(Collected data)
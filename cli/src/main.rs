//! MPX wallet CLI — drives a wallet session against a ledger node.

use std::path::PathBuf;

use anyhow::{bail, Context};
use clap::Parser;

use mptw_client::{IssuanceParams, Session, SessionConfig, TokenPaymentParams};
use mptw_crypto::{derive_address, generate_mnemonic, keypair_from_mnemonic, validate_address};
use mptw_types::{Address, Amount, Timestamp};

#[derive(Parser)]
#[command(name = "mptw", about = "MPX ledger wallet")]
struct Cli {
    /// WebSocket endpoint of the ledger node.
    #[arg(long, env = "MPTW_NODE_URL")]
    node_url: Option<String>,

    /// Path to a TOML configuration file. CLI flags override its values.
    #[arg(long, env = "MPTW_CONFIG")]
    config: Option<PathBuf>,

    /// Account secret: a 64-char hex seed or a BIP39 mnemonic.
    #[arg(long, env = "MPTW_SECRET", hide_env_values = true)]
    secret: Option<String>,

    /// Write the session's history to mpt-transactions-<secs>.json on exit.
    #[arg(long)]
    export: bool,

    #[command(subcommand)]
    command: Command,
}

#[derive(clap::Subcommand)]
enum Command {
    /// Create a new account offline and print its address and mnemonic.
    Generate,

    /// Query the native balance of an address.
    Balance {
        /// Address to query.
        account: String,
    },

    /// Transfer native funds from the configured funding account.
    Fund {
        /// Destination address.
        destination: String,

        /// Amount in MPX.
        #[arg(long, default_value = "1000")]
        amount: String,
    },

    /// Create a token issuance from the account given by --secret.
    Issue {
        /// Decimal places the token supports.
        #[arg(long, default_value_t = 0)]
        asset_scale: u8,

        /// Transfer fee in basis points.
        #[arg(long, default_value_t = 0)]
        transfer_fee: u16,

        /// Cap on the total issued amount.
        #[arg(long)]
        maximum_amount: Option<String>,

        /// Free-form metadata attached to the issuance.
        #[arg(long)]
        metadata: Option<String>,

        /// Capability flags (comma-separated: "Can Lock,Can Trade").
        #[arg(long, value_delimiter = ',')]
        flags: Vec<String>,
    },

    /// Send issued tokens from the account given by --secret.
    Pay {
        /// Destination address.
        destination: String,

        /// Token value as a decimal string.
        amount: String,

        /// Identifier of the issuance being transferred.
        #[arg(long)]
        issuance_id: String,

        /// Optional memo attached to the payment.
        #[arg(long)]
        memo: Option<String>,
    },

    /// Ask a standalone node to close ledgers.
    Advance {
        /// Number of ledgers to close.
        #[arg(long, default_value_t = 1)]
        count: u32,

        /// Keep closing a ledger every this many milliseconds.
        #[arg(long)]
        interval_ms: Option<u64>,
    },
}

#[tokio::main]
async fn main() -> anyhow::Result<()> {
    init_tracing();
    let cli = Cli::parse();

    // Generation is offline; everything else needs a session.
    if let Command::Generate = cli.command {
        return generate();
    }

    let config = build_config(&cli)?;
    let mut session = Session::new(config);
    session.connect().await.context("failed to connect to node")?;

    let result = run(&cli, &mut session).await;

    if cli.export {
        let path = PathBuf::from(format!(
            "mpt-transactions-{}.json",
            Timestamp::now().as_secs()
        ));
        session
            .export_history(&path)
            .context("failed to export history")?;
        println!("history written to {}", path.display());
    }
    session.disconnect().await;
    result
}

async fn run(cli: &Cli, session: &mut Session) -> anyhow::Result<()> {
    match &cli.command {
        Command::Generate => unreachable!("handled before connecting"),

        Command::Balance { account } => {
            let address = parse_address(account)?;
            let balance = session.balance_of(&address).await;
            println!("{balance}");
        }

        Command::Fund {
            destination,
            amount,
        } => {
            let destination = parse_address(destination)?;
            let amount = Amount::parse_display(amount).context("invalid amount")?;
            let outcome = session.fund_account(&destination, amount).await?;
            print_outcome("funding", &outcome);
        }

        Command::Issue {
            asset_scale,
            transfer_fee,
            maximum_amount,
            metadata,
            flags,
        } => {
            load_signer(cli, session).await?;
            let params = IssuanceParams {
                asset_scale: *asset_scale,
                transfer_fee: *transfer_fee,
                maximum_amount: maximum_amount.clone(),
                metadata: metadata.clone(),
                flags: flags.clone(),
            };
            let outcome = session.create_issuance(&params).await?;
            print_outcome("issuance", &outcome);
        }

        Command::Pay {
            destination,
            amount,
            issuance_id,
            memo,
        } => {
            load_signer(cli, session).await?;
            let params = TokenPaymentParams {
                destination: parse_address(destination)?,
                amount: amount.clone(),
                issuance_id: issuance_id.clone(),
                memo: memo.clone(),
            };
            let outcome = session.send_token_payment(&params).await?;
            print_outcome("payment", &outcome);
        }

        Command::Advance { count, interval_ms } => match interval_ms {
            Some(ms) => loop {
                session.advance_ledger().await?;
                let index = session.validated_ledger_index().await?;
                tracing::info!(index, "ledger closed");
                tokio::time::sleep(std::time::Duration::from_millis(*ms)).await;
            },
            None => {
                for _ in 0..*count {
                    session.advance_ledger().await?;
                }
                let index = session.validated_ledger_index().await?;
                println!("validated ledger index: {index}");
            }
        },
    }
    Ok(())
}

fn generate() -> anyhow::Result<()> {
    let mnemonic = generate_mnemonic().context("mnemonic generation failed")?;
    let keypair = keypair_from_mnemonic(&mnemonic).context("key derivation failed")?;
    let address = derive_address(&keypair.public);

    println!("address:  {address}");
    println!("mnemonic: {mnemonic}");
    println!();
    println!("The account exists only locally until it receives funds.");
    Ok(())
}

fn build_config(cli: &Cli) -> anyhow::Result<SessionConfig> {
    let mut config = match &cli.config {
        Some(path) => SessionConfig::from_toml_file(path)
            .with_context(|| format!("failed to load config from {}", path.display()))?,
        None => SessionConfig::default(),
    };
    if let Some(url) = &cli.node_url {
        config.endpoint = url.clone();
    }
    Ok(config)
}

async fn load_signer(cli: &Cli, session: &mut Session) -> anyhow::Result<()> {
    let Some(secret) = &cli.secret else {
        bail!("this command needs an account: pass --secret or set MPTW_SECRET");
    };
    let address = session.load_account(secret).await?;
    tracing::info!(%address, "account loaded");
    Ok(())
}

fn parse_address(raw: &str) -> anyhow::Result<Address> {
    if !validate_address(raw) {
        bail!("invalid address: {raw}");
    }
    Ok(Address::new(raw))
}

fn print_outcome(what: &str, outcome: &mptw_client::SubmitOutcome) {
    if outcome.success {
        println!("{what} succeeded: {}", outcome.hash);
    } else {
        println!("{what} rejected by the ledger: {}", outcome.result_code);
    }
}

/// Initialize the tracing subscriber. Respects `RUST_LOG` for filtering.
fn init_tracing() {
    use tracing_subscriber::EnvFilter;
    tracing_subscriber::fmt()
        .with_env_filter(EnvFilter::from_default_env())
        .init();
}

◆ Requirement ◆
Repeat each record in full; every line must match exactly.

◆ Exercise solution ◆
filename cli/src/main.rs
//! MPX wallet CLI — drives a wallet session against a ledger node.

use std::path::PathBuf;

use anyhow::{bail, Context};
use clap::Parser;

use mptw_client::{IssuanceParams, Session, SessionConfig, TokenPaymentParams};
use mptw_crypto::{derive_address, generate_mnemonic, keypair_from_mnemonic, validate_address};
use mptw_types::{Address, Amount, Timestamp};

#[derive(Parser)]
#[command(name = "mptw", about = "MPX ledger wallet")]
struct Cli {
    /// WebSocket endpoint of the ledger node.
    #[arg(long, env = "MPTW_NODE_URL")]
    node_url: Option<String>,

    /// Path to a TOML configuration file. CLI flags override its values.
    #[arg(long, env = "MPTW_CONFIG")]
    config: Option<PathBuf>,

    /// Account secret: a 64-char hex seed or a BIP39 mnemonic.
    #[arg(long, env = "MPTW_SECRET", hide_env_values = true)]
    secret: Option<String>,

    /// Write the session's history to mpt-transactions-<secs>.json on exit.
    #[arg(long)]
    export: bool,

    #[command(subcommand)]
    command: Command,
}

#[derive(clap::Subcommand)]
enum Command {
    /// Create a new account offline and print its address and mnemonic.
    Generate,

    /// Query the native balance of an address.
    Balance {
        /// Address to query.
        account: String,
    },

    /// Transfer native funds from the configured funding account.
    Fund {
        /// Destination address.
        destination: String,

        /// Amount in MPX.
        #[arg(long, default_value = "1000")]
        amount: String,
    },

    /// Create a token issuance from the account given by --secret.
    Issue {
        /// Decimal places the token supports.
        #[arg(long, default_value_t = 0)]
        asset_scale: u8,

        /// Transfer fee in basis points.
        #[arg(long, default_value_t = 0)]
        transfer_fee: u16,

        /// Cap on the total issued amount.
        #[arg(long)]
        maximum_amount: Option<String>,

        /// Free-form metadata attached to the issuance.
        #[arg(long)]
        metadata: Option<String>,

        /// Capability flags (comma-separated: "Can Lock,Can Trade").
        #[arg(long, value_delimiter = ',')]
        flags: Vec<String>,
    },

    /// Send issued tokens from the account given by --secret.
    Pay {
        /// Destination address.
        destination: String,

        /// Token value as a decimal string.
        amount: String,

        /// Identifier of the issuance being transferred.
        #[arg(long)]
        issuance_id: String,

        /// Optional memo attached to the payment.
        #[arg(long)]
        memo: Option<String>,
    },

    /// Ask a standalone node to close ledgers.
    Advance {
        /// Number of ledgers to close.
        #[arg(long, default_value_t = 1)]
        count: u32,

        /// Keep closing a ledger every this many milliseconds.
        #[arg(long)]
        interval_ms: Option<u64>,
    },
}

#[tokio::main]
async fn main() -> anyhow::Result<()> {
    init_tracing();
    let cli = Cli::parse();

    // Generation is offline; everything else needs a session.
    if let Command::Generate = cli.command {
        return generate();
    }

    let config = build_config(&cli)?;
    let mut session = Session::new(config);
    session.connect().await.context("failed to connect to node")?;

    let result = run(&cli, &mut session).await;

    if cli.export {
        let path = PathBuf::from(format!(
            "mpt-transactions-{}.json",
            Timestamp::now().as_secs()
        ));
        session
            .export_history(&path)
            .context("failed to export history")?;
        println!("history written to {}", path.display());
    }
    session.disconnect().await;
    result
}

async fn run(cli: &Cli, session: &mut Session) -> anyhow::Result<()> {
    match &cli.command {
        Command::Generate => unreachable!("handled before connecting"),

        Command::Balance { account } => {
            let address = parse_address(account)?;
            let balance = session.balance_of(&address).await;
            println!("{balance}");
        }

        Command::Fund {
            destination,
            amount,
        } => {
            let destination = parse_address(destination)?;
            let amount = Amount::parse_display(amount).context("invalid amount")?;
            let outcome = session.fund_account(&destination, amount).await?;
            print_outcome("funding", &outcome);
        }

        Command::Issue {
            asset_scale,
            transfer_fee,
            maximum_amount,
            metadata,
            flags,
        } => {
            load_signer(cli, session).await?;
            let params = IssuanceParams {
                asset_scale: *asset_scale,
                transfer_fee: *transfer_fee,
                maximum_amount: maximum_amount.clone(),
                metadata: metadata.clone(),
                flags: flags.clone(),
            };
            let outcome = session.create_issuance(&params).await?;
            print_outcome("issuance", &outcome);
        }

        Command::Pay {
            destination,
            amount,
            issuance_id,
            memo,
        } => {
            load_signer(cli, session).await?;
            let params = TokenPaymentParams {
                destination: parse_address(destination)?,
                amount: amount.clone(),
                issuance_id: issuance_id.clone(),
                memo: memo.clone(),
            };
            let outcome = session.send_token_payment(&params).await?;
            print_outcome("payment", &outcome);
        }

        Command::Advance { count, interval_ms } => match interval_ms {
            Some(ms) => loop {
                session.advance_ledger().await?;
                let index = session.validated_ledger_index().await?;
                tracing::info!(index, "ledger closed");
                tokio::time::sleep(std::time::Duration::from_millis(*ms)).await;
            },
            None => {
                for _ in 0..*count {
                    session.advance_ledger().await?;
                }
                let index = session.validated_ledger_index().await?;
                println!("validated ledger index: {index}");
            }
        },
    }
    Ok(())
}

fn generate() -> anyhow::Result<()> {
    let mnemonic = generate_mnemonic().context("mnemonic generation failed")?;
    let keypair = keypair_from_mnemonic(&mnemonic).context("key derivation failed")?;
    let address = derive_address(&keypair.public);

    println!("address:  {address}");
    println!("mnemonic: {mnemonic}");
    println!();
    println!("The account exists only locally until it receives funds.");
    Ok(())
}

fn build_config(cli: &Cli) -> anyhow::Result<SessionConfig> {
    let mut config = match &cli.config {
        Some(path) => SessionConfig::from_toml_file(path)
            .with_context(|| format!("failed to load config from {}", path.display()))?,
        None => SessionConfig::default(),
    };
    if let Some(url) = &cli.node_url {
        config.endpoint = url.clone();
    }
    Ok(config)
}

async fn load_signer(cli: &Cli, session: &mut Session) -> anyhow::Result<()> {
    let Some(secret) = &cli.secret else {
        bail!("this command needs an account: pass --secret or set MPTW_SECRET");
    };
    let address = session.load_account(secret).await?;
    tracing::info!(%address, "account loaded");
    Ok(())
}

fn parse_address(raw: &str) -> anyhow::Result<Address> {
    if !validate_address(raw) {
        bail!("invalid address: {raw}");
    }
    Ok(Address::new(raw))
}

fn print_outcome(what: &str, outcome: &mptw_client::SubmitOutcome) {
    if outcome.success {
        println!("{what} succeeded: {}", outcome.hash);
    } else {
        println!("{what} rejected by the ledger: {}", outcome.result_code);
    }
}

/// Initialize the tracing subscriber. Respects `RUST_LOG` for filtering.
fn init_tracing() {
    use tracing_subscriber::EnvFilter;
    tracing_subscriber::fmt()
        .with_env_filter(EnvFilter::from_default_env())
        .init();
}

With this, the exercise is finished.